• _TASK PROMPT_
Where does the word "Largest" occur in the entries below? Copy every line that has it.

=== THE DATA ===

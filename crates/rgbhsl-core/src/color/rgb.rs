//! RGB color records
//!
//! [`RgbColor`] is the editable 8-bit record with per-field empty state.
//! [`Rgb`] is the normalized floating-point form the converter works in.

use crate::math::{from_unit, to_unit};
use crate::types::{ChannelBounds, RgbChannel};
use crate::{Error, Result};
use std::fmt;

/// Scale between an 8-bit channel and the unit interval
pub(crate) const RGB_SCALE: f64 = 255.0;

/// Editable RGB color, each channel empty or in 0..=255
#[derive(Debug, Clone, Copy, PartialEq, Eq, Hash, Default)]
#[cfg_attr(feature = "serde", derive(serde::Serialize, serde::Deserialize))]
pub struct RgbColor {
    red: Option<u8>,
    green: Option<u8>,
    blue: Option<u8>,
}

impl RgbColor {
    /// All fields empty
    pub const EMPTY: Self = Self::from_fields(None, None, None);

    /// Create a fully specified color
    #[inline]
    pub const fn new(red: u8, green: u8, blue: u8) -> Self {
        Self::from_fields(Some(red), Some(green), Some(blue))
    }

    /// Create a color where any field may be empty
    #[inline]
    pub const fn from_fields(red: Option<u8>, green: Option<u8>, blue: Option<u8>) -> Self {
        Self { red, green, blue }
    }

    #[inline]
    pub const fn red(&self) -> Option<u8> {
        self.red
    }

    #[inline]
    pub const fn green(&self) -> Option<u8> {
        self.green
    }

    #[inline]
    pub const fn blue(&self) -> Option<u8> {
        self.blue
    }

    /// Read a channel by identifier
    pub fn get(&self, channel: RgbChannel) -> Option<u8> {
        match channel {
            RgbChannel::Red => self.red,
            RgbChannel::Green => self.green,
            RgbChannel::Blue => self.blue,
        }
    }

    /// Copy of this color with one field replaced
    ///
    /// `None` clears the field. Values above 255 are rejected.
    pub fn with_channel(self, channel: RgbChannel, value: Option<u16>) -> Result<Self> {
        let value = match value {
            Some(v) => Some(u8::try_from(v).map_err(|_| Error::OutOfRange {
                channel: channel.into(),
                value: v,
            })?),
            None => None,
        };

        let mut next = self;
        match channel {
            RgbChannel::Red => next.red = value,
            RgbChannel::Green => next.green = value,
            RgbChannel::Blue => next.blue = value,
        }
        Ok(next)
    }

    /// Check that no field is empty
    pub fn is_complete(&self) -> bool {
        self.first_empty().is_none()
    }

    /// Check that every field is empty
    pub fn is_empty(&self) -> bool {
        *self == Self::EMPTY
    }

    /// First empty field in red, green, blue order
    pub fn first_empty(&self) -> Option<RgbChannel> {
        RgbChannel::ALL.into_iter().find(|&c| self.get(c).is_none())
    }

    /// Fields as an array
    pub const fn to_array(&self) -> [Option<u8>; 3] {
        [self.red, self.green, self.blue]
    }

    /// Normalize to [0, 1], empty fields read as 0
    pub fn to_unit(&self) -> Rgb {
        let unit = |v: Option<u8>| to_unit(u16::from(v.unwrap_or(0)), RGB_SCALE);
        Rgb::new(unit(self.red), unit(self.green), unit(self.blue))
    }
}

impl From<[u8; 3]> for RgbColor {
    fn from(arr: [u8; 3]) -> Self {
        Self::new(arr[0], arr[1], arr[2])
    }
}

impl TryFrom<[u16; 3]> for RgbColor {
    type Error = Error;

    fn try_from(arr: [u16; 3]) -> Result<Self> {
        Self::EMPTY
            .with_channel(RgbChannel::Red, Some(arr[0]))?
            .with_channel(RgbChannel::Green, Some(arr[1]))?
            .with_channel(RgbChannel::Blue, Some(arr[2]))
    }
}

impl fmt::Display for RgbColor {
    fn fmt(&self, f: &mut fmt::Formatter<'_>) -> fmt::Result {
        write!(
            f,
            "rgb({}, {}, {})",
            Field(self.red),
            Field(self.green),
            Field(self.blue)
        )
    }
}

/// Display adapter rendering an empty field as `-`
pub(crate) struct Field<T>(pub(crate) Option<T>);

impl<T: fmt::Display> fmt::Display for Field<T> {
    fn fmt(&self, f: &mut fmt::Formatter<'_>) -> fmt::Result {
        match &self.0 {
            Some(v) => v.fmt(f),
            None => f.write_str("-"),
        }
    }
}

/// RGB color in floating-point (0.0-1.0 range)
#[derive(Debug, Clone, Copy, PartialEq, Default)]
pub struct Rgb {
    /// Red component (0.0 to 1.0)
    pub r: f64,
    /// Green component (0.0 to 1.0)
    pub g: f64,
    /// Blue component (0.0 to 1.0)
    pub b: f64,
}

impl Rgb {
    /// Create a new RGB color
    #[inline]
    pub const fn new(r: f64, g: f64, b: f64) -> Self {
        Self { r, g, b }
    }

    /// Largest component
    #[inline]
    pub fn max(&self) -> f64 {
        self.r.max(self.g).max(self.b)
    }

    /// Smallest component
    #[inline]
    pub fn min(&self) -> f64 {
        self.r.min(self.g).min(self.b)
    }

    /// Round to an 8-bit record, clamping out-of-range components
    pub fn to_color(&self) -> RgbColor {
        let channel = |v: f64| from_unit(v, RGB_SCALE, ChannelBounds::RGB) as u8;
        RgbColor::new(channel(self.r), channel(self.g), channel(self.b))
    }
}

#[cfg(test)]
mod tests {
    use super::*;
    use crate::types::Channel;

    #[test]
    fn test_with_channel_replaces_one_field() {
        let base = RgbColor::new(10, 20, 30);
        let next = base.with_channel(RgbChannel::Green, Some(200)).unwrap();
        assert_eq!(next, RgbColor::new(10, 200, 30));
        // original untouched
        assert_eq!(base, RgbColor::new(10, 20, 30));

        let cleared = next.with_channel(RgbChannel::Red, None).unwrap();
        assert_eq!(cleared.red(), None);
        assert_eq!(cleared.first_empty(), Some(RgbChannel::Red));
    }

    #[test]
    fn test_with_channel_rejects_out_of_range() {
        let err = RgbColor::EMPTY
            .with_channel(RgbChannel::Blue, Some(256))
            .unwrap_err();
        assert_eq!(
            err,
            Error::OutOfRange {
                channel: Channel::Rgb(RgbChannel::Blue),
                value: 256
            }
        );
        assert!(RgbColor::try_from([0u16, 255, 300]).is_err());
        assert_eq!(
            RgbColor::try_from([0u16, 255, 128]),
            Ok(RgbColor::new(0, 255, 128))
        );
    }

    #[test]
    fn test_empty_reads_as_zero() {
        let partial = RgbColor::from_fields(Some(255), None, None);
        assert!(!partial.is_complete());
        assert!(!partial.is_empty());
        assert_eq!(partial.to_unit(), Rgb::new(1.0, 0.0, 0.0));
        assert!(RgbColor::EMPTY.is_empty());
        assert_eq!(RgbColor::EMPTY.to_unit(), Rgb::new(0.0, 0.0, 0.0));
    }

    #[test]
    fn test_unit_round_trip() {
        for v in 0..=255u8 {
            let color = RgbColor::new(v, 255 - v, v / 2);
            assert_eq!(color.to_unit().to_color(), color);
        }
    }

    #[test]
    fn test_to_color_clamps() {
        let out = Rgb::new(1.2, -0.3, 0.5).to_color();
        assert_eq!(out, RgbColor::new(255, 0, 128));
    }

    #[test]
    fn test_display() {
        assert_eq!(RgbColor::new(255, 0, 128).to_string(), "rgb(255, 0, 128)");
        assert_eq!(
            RgbColor::from_fields(Some(1), None, Some(3)).to_string(),
            "rgb(1, -, 3)"
        );
    }
}
//! Accuracy measurement in channel units
//!
//! Differences are measured per channel in the record's own integer units
//! (8-bit levels, degrees, percent). Hue distance wraps around the circle so
//! 0° and 360° compare equal.

use rgbhsl_core::{HslChannel, HslColor, RgbChannel, RgbColor};

/// Statistics from a channel difference comparison
#[derive(Debug, Clone)]
pub struct ChannelDiffStats {
    /// Mean of the per-sample maximum channel difference
    pub mean: f64,
    /// Maximum difference over all samples
    pub max: u16,
    /// 95th percentile difference
    pub p95: u16,
    /// Number of samples
    pub count: usize,
    /// Number of samples that differ at all
    pub mismatches: usize,
}

impl ChannelDiffStats {
    /// Check if every sample matched exactly
    pub fn is_exact(&self) -> bool {
        self.max == 0
    }

    /// Check if every sample is within `tolerance` units
    pub fn within(&self, tolerance: u16) -> bool {
        self.max <= tolerance
    }
}

/// Largest per-channel difference between two RGB records
///
/// Empty fields compare as 0.
pub fn rgb_distance(a: RgbColor, b: RgbColor) -> u16 {
    RgbChannel::ALL
        .into_iter()
        .map(|c| {
            let x = a.get(c).unwrap_or(0);
            let y = b.get(c).unwrap_or(0);
            u16::from(x.abs_diff(y))
        })
        .max()
        .unwrap_or(0)
}

/// Circular distance between two hues in degrees
pub fn hue_distance(a: u16, b: u16) -> u16 {
    let d = a.abs_diff(b) % 360;
    d.min(360 - d)
}

/// Largest per-channel difference between two HSL records
///
/// Hue is compared on the circle and ignored when both colors are
/// achromatic, since any hue is then equally valid.
pub fn hsl_distance(a: HslColor, b: HslColor) -> u16 {
    let get = |c: HslColor, ch| c.get(ch).unwrap_or(0);
    let achromatic = get(a, HslChannel::Saturation) == 0 && get(b, HslChannel::Saturation) == 0;

    let hue = if achromatic {
        0
    } else {
        hue_distance(get(a, HslChannel::Hue), get(b, HslChannel::Hue))
    };
    let sat = get(a, HslChannel::Saturation).abs_diff(get(b, HslChannel::Saturation));
    let light = get(a, HslChannel::Light).abs_diff(get(b, HslChannel::Light));

    hue.max(sat).max(light)
}

fn summarize(mut diffs: Vec<u16>) -> ChannelDiffStats {
    let count = diffs.len();
    if count == 0 {
        return ChannelDiffStats {
            mean: 0.0,
            max: 0,
            p95: 0,
            count: 0,
            mismatches: 0,
        };
    }

    diffs.sort_unstable();

    let mean = diffs.iter().map(|&d| f64::from(d)).sum::<f64>() / count as f64;
    let max = diffs.last().copied().unwrap_or(0);
    let p95_idx = ((count as f64 * 0.95) as usize).min(count - 1);
    let p95 = diffs[p95_idx];
    let mismatches = diffs.iter().filter(|&&d| d > 0).count();

    ChannelDiffStats {
        mean,
        max,
        p95,
        count,
        mismatches,
    }
}

/// Compare two equally long RGB sequences
pub fn compare_rgb(reference: &[RgbColor], result: &[RgbColor]) -> ChannelDiffStats {
    assert_eq!(reference.len(), result.len());
    summarize(
        reference
            .iter()
            .zip(result)
            .map(|(&a, &b)| rgb_distance(a, b))
            .collect(),
    )
}

/// Compare two equally long HSL sequences
pub fn compare_hsl(reference: &[HslColor], result: &[HslColor]) -> ChannelDiffStats {
    assert_eq!(reference.len(), result.len());
    summarize(
        reference
            .iter()
            .zip(result)
            .map(|(&a, &b)| hsl_distance(a, b))
            .collect(),
    )
}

===

• _WRITTEN RESPONSE_
    /// Largest component
/// Largest per-channel difference between two RGB records
/// Largest per-channel difference between two HSL records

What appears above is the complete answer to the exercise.